* _What is required_
Within the material below, locate the line with "if !sleep_until(Instant::now() +" and the line with "pub fn state(&self, estimate: &Estimate, now: DateTime<Utc>)", then return those two lines and all lines between them, exactly as written.

»»

use serde_derive::Deserialize;

#[derive(Clone, Debug, Default, Deserialize)]
pub struct MqttConfig {
    pub host: String,
    pub port: Option<u16>,
    pub username: Option<String>,
    pub password: Option<String>,
    pub client_id: Option<String>,
    pub tls: Option<bool>,
    /// Home Assistant discovery prefix, `homeassistant` unless configured.
    pub discovery_prefix: Option<String>,
    /// Base topic of the plain MQTT output.
    pub topic_prefix: Option<String>,
}

impl MqttConfig {
    pub fn is_valid(&self) -> bool {
        !self.host.is_empty()
    }
}
mod config;
mod logging;
mod rumqttc_wrapper;

use std::sync::atomic::AtomicBool;
use std::sync::Arc;
use std::thread;
use std::time::{Duration, Instant};

use anyhow::{bail, Context};
use chrono::{Timelike, Utc};
use config::Config;
use log::{error, info, warn};
use rumqttc_wrapper::RumqttcWrapper;
use smf2mqtt::coordinator::{sleep_until, Coordinator};
use smf2mqtt::home_assistant::HomeAssistant;
use smf2mqtt::metric_collector::MetricCollector;
use smf2mqtt::simple_mqtt::SimpleMqtt;
use smf2mqtt::solar_manager::SolarManagerClient;

// time for the mqtt event loops to flush the last messages
const FLUSH_DELAY: Duration = Duration::from_millis(500);

fn main() -> anyhow::Result<()> {
    logging::init_logger();
    info!("Running revision: {}", env!("GIT_HASH"));
    if std::env::args().len() > 1 {
        error!("Arguments passed. Tool is configured by config.toml in its path");
    }

    let config = Config::load()?;
    let entry = config.solar_manager.clone();
    entry
        .validate()
        .context("invalid [solar_manager] configuration")?;
    if !config.is_valid() {
        bail!("no output configured, add a [home_assistant] or [simple_mqtt] section");
    }

    let client = SolarManagerClient::from_entry(&entry)?;
    info!(
        "Solar Manager forecast for '{}' from {}",
        entry.title(),
        client.url().unwrap_or("<unset>")
    );
    let coordinator = Coordinator::new(client, entry.update_interval());
    info!(
        "using update interval of {}s",
        coordinator.update_interval().as_secs()
    );
    let store = coordinator.store();

    let mut output_channels: Vec<Box<dyn MetricCollector>> = Vec::new();
    if let Some(config) = &config.home_assistant {
        info!("Publishing to Home Assistant");
        output_channels.push(Box::new(HomeAssistant::<RumqttcWrapper>::new(config, &entry)));
    }
    if let Some(config) = &config.simple_mqtt {
        info!("Publishing to simple MQTT broker");
        output_channels.push(Box::new(SimpleMqtt::<RumqttcWrapper>::new(config)));
    }

    let shutdown = Arc::new(AtomicBool::new(false));
    for signal in [signal_hook::consts::SIGTERM, signal_hook::consts::SIGINT] {
        signal_hook::flag::register(signal, Arc::clone(&shutdown))?;
    }

    if let Err(e) = coordinator.refresh() {
        warn!(
            "First forecast update failed, retrying in {}s: {e}",
            coordinator.update_interval().as_secs()
        );
    }

    let fetcher = {
        let shutdown = Arc::clone(&shutdown);
        thread::Builder::new()
            .name("forecast-fetcher".to_string())
            .spawn(move || coordinator.run(&shutdown))?
    };

    // refresh entity states at the start of every minute, between fetches
    loop {
        let snapshot = store.snapshot(Utc::now());
        output_channels
            .iter_mut()
            .for_each(|channel| channel.publish(&snapshot));

        let next_minute = Duration::from_secs(60 - u64::from(Utc::now().second()));
        if !sleep_until(Instant::now() + next_minute, &shutdown) {
            break;
        }
    }

    info!("Shutting down");
    output_channels
        .iter_mut()
        .for_each(|channel| channel.shutdown());
    if !fetcher.is_finished() {
        info!("Waiting for the running forecast update to finish");
    }
    if fetcher.join().is_err() {
        error!("forecast fetcher panicked");
    }
    thread::sleep(FLUSH_DELAY);
    Ok(())
}
use chrono::{DateTime, Utc};
use serde_json::{json, Map, Value};

use crate::forecast::{Estimate, DEFAULT_INTERVAL};

#[derive(Clone, Copy, Debug, PartialEq, Eq)]
pub enum SensorKind {
    Power,
    Energy,
}

/// Describes one published sensor and how its state derives from the
/// current estimate.
pub struct SensorDescription {
    pub key: &'static str,
    pub name: &'static str,
    pub kind: SensorKind,
    pub measurement: bool,
    pub enabled_by_default: bool,
    /// Whether the sensor carries the 24 h forecast list as attribute.
    pub forecast_attribute: bool,
    state: fn(&Estimate, DateTime<Utc>) -> i64,
}

impl SensorDescription {
    pub fn state(&self, estimate: &Estimate, now: DateTime<Utc>) -> i64 {
        (self.state)(estimate, now)
    }
}

pub const SENSORS: &[SensorDescription] = &[
    SensorDescription {
        key: "power_production_now",
        name: "Estimated power production - now",
        kind: SensorKind::Power,
        measurement: true,
        enabled_by_default: true,
        forecast_attribute: false,
        state: |estimate, now| estimate.power_production_at(&now),
    },
    SensorDescription {
        key: "power_production_next_15minutes",
        name: "Estimated power production - next 15 minutes",
        kind: SensorKind::Power,
        measurement: false,
        enabled_by_default: false,
        forecast_attribute: false,
        state: |estimate, now| estimate.power_production_at(&(now + DEFAULT_INTERVAL)),
    },
    SensorDescription {
        key: "power_production_next_30minutes",
        name: "Estimated power production - next 30 minutes",
        kind: SensorKind::Power,
        measurement: false,
        enabled_by_default: false,
        forecast_attribute: false,
        state: |estimate, now| estimate.power_production_at(&(now + DEFAULT_INTERVAL * 2)),
    },
    SensorDescription {
        key: "power_production_next_24h_15min",
        name: "Estimated power production - next 24 hours",
        kind: SensorKind::Power,
        measurement: true,
        enabled_by_default: false,
        forecast_attribute: true,
        state: |estimate, now| estimate.power_production_at(&now),
    },
    SensorDescription {
        key: "energy_production_next_24h",
        name: "Estimated energy production - next 24 hours",
        kind: SensorKind::Energy,
        measurement: false,
        enabled_by_default: false,
        forecast_attribute: false,
        state: |estimate, now| estimate.sum_energy_production(now, 24),
    },
];

/// State values of all sensors, keyed by sensor key.
pub fn states(estimate: &Estimate, now: DateTime<Utc>) -> Map<String, Value> {
    SENSORS
        .iter()
        .map(|sensor| (sensor.key.to_string(), sensor.state(estimate, now).into()))
        .collect()
}

/// Extra attributes: the quarter hour power list for the next 24 hours.
pub fn attributes(estimate: &Estimate, now: DateTime<Utc>) -> Value {
    json!({ "forecasts": estimate.power_production_next_24h(now) })
}

#[cfg(test)]
mod tests {
    use super::*;
    use crate::forecast::ForecastEntry;
    use chrono_tz::UTC;

    fn estimate() -> Estimate {
        let entries = ["00:00", "00:15", "00:30", "00:45"]
            .iter()
            .zip([100.0, 150.0, 200.0, 250.0])
            .map(|(time, power)| ForecastEntry {
                t: Some(format!("2024-06-01T{time}:00Z")),
                power_w: Some(power),
            })
            .collect();
        Estimate::from_entries(entries, UTC, DEFAULT_INTERVAL).unwrap()
    }

    #[test]
    fn keys_are_unique() {
        let mut keys: Vec<_> = SENSORS.iter().map(|s| s.key).collect();
        keys.sort_unstable();
        keys.dedup();
        assert_eq!(keys.len(), SENSORS.len());
    }

    #[test]
    fn look_ahead_sensors_shift_the_query_time() {
        let now = "2024-06-01T00:07:00Z".parse::<DateTime<Utc>>().unwrap();
        let states = states(&estimate(), now);
        assert_eq!(states["power_production_now"], 100);
        assert_eq!(states["power_production_next_15minutes"], 150);
        assert_eq!(states["power_production_next_30minutes"], 200);
        assert_eq!(states["power_production_next_24h_15min"], 100);
    }

    #[test]
    fn attributes_hold_96_values() {
        let now = "2024-06-01T00:00:00Z".parse::<DateTime<Utc>>().unwrap();
        let attributes = attributes(&estimate(), now);
        let forecasts = attributes["forecasts"].as_array().unwrap();
        assert_eq!(forecasts.len(), 96);
        assert_eq!(forecasts[3], 250);
        assert_eq!(forecasts[95], 250);
    }
}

««

* _Response_
        if !sleep_until(Instant::now() + next_minute, &shutdown) {
            break;
        }
    }

    info!("Shutting down");
    output_channels
        .iter_mut()
        .for_each(|channel| channel.shutdown());
    if !fetcher.is_finished() {
        info!("Waiting for the running forecast update to finish");
    }
    if fetcher.join().is_err() {
        error!("forecast fetcher panicked");
    }
    thread::sleep(FLUSH_DELAY);
    Ok(())
}
use chrono::{DateTime, Utc};
use serde_json::{json, Map, Value};

use crate::forecast::{Estimate, DEFAULT_INTERVAL};

#[derive(Clone, Copy, Debug, PartialEq, Eq)]
pub enum SensorKind {
    Power,
    Energy,
}

/// Describes one published sensor and how its state derives from the
/// current estimate.
pub struct SensorDescription {
    pub key: &'static str,
    pub name: &'static str,
    pub kind: SensorKind,
    pub measurement: bool,
    pub enabled_by_default: bool,
    /// Whether the sensor carries the 24 h forecast list as attribute.
    pub forecast_attribute: bool,
    state: fn(&Estimate, DateTime<Utc>) -> i64,
}

impl SensorDescription {
    pub fn state(&self, estimate: &Estimate, now: DateTime<Utc>) -> i64 {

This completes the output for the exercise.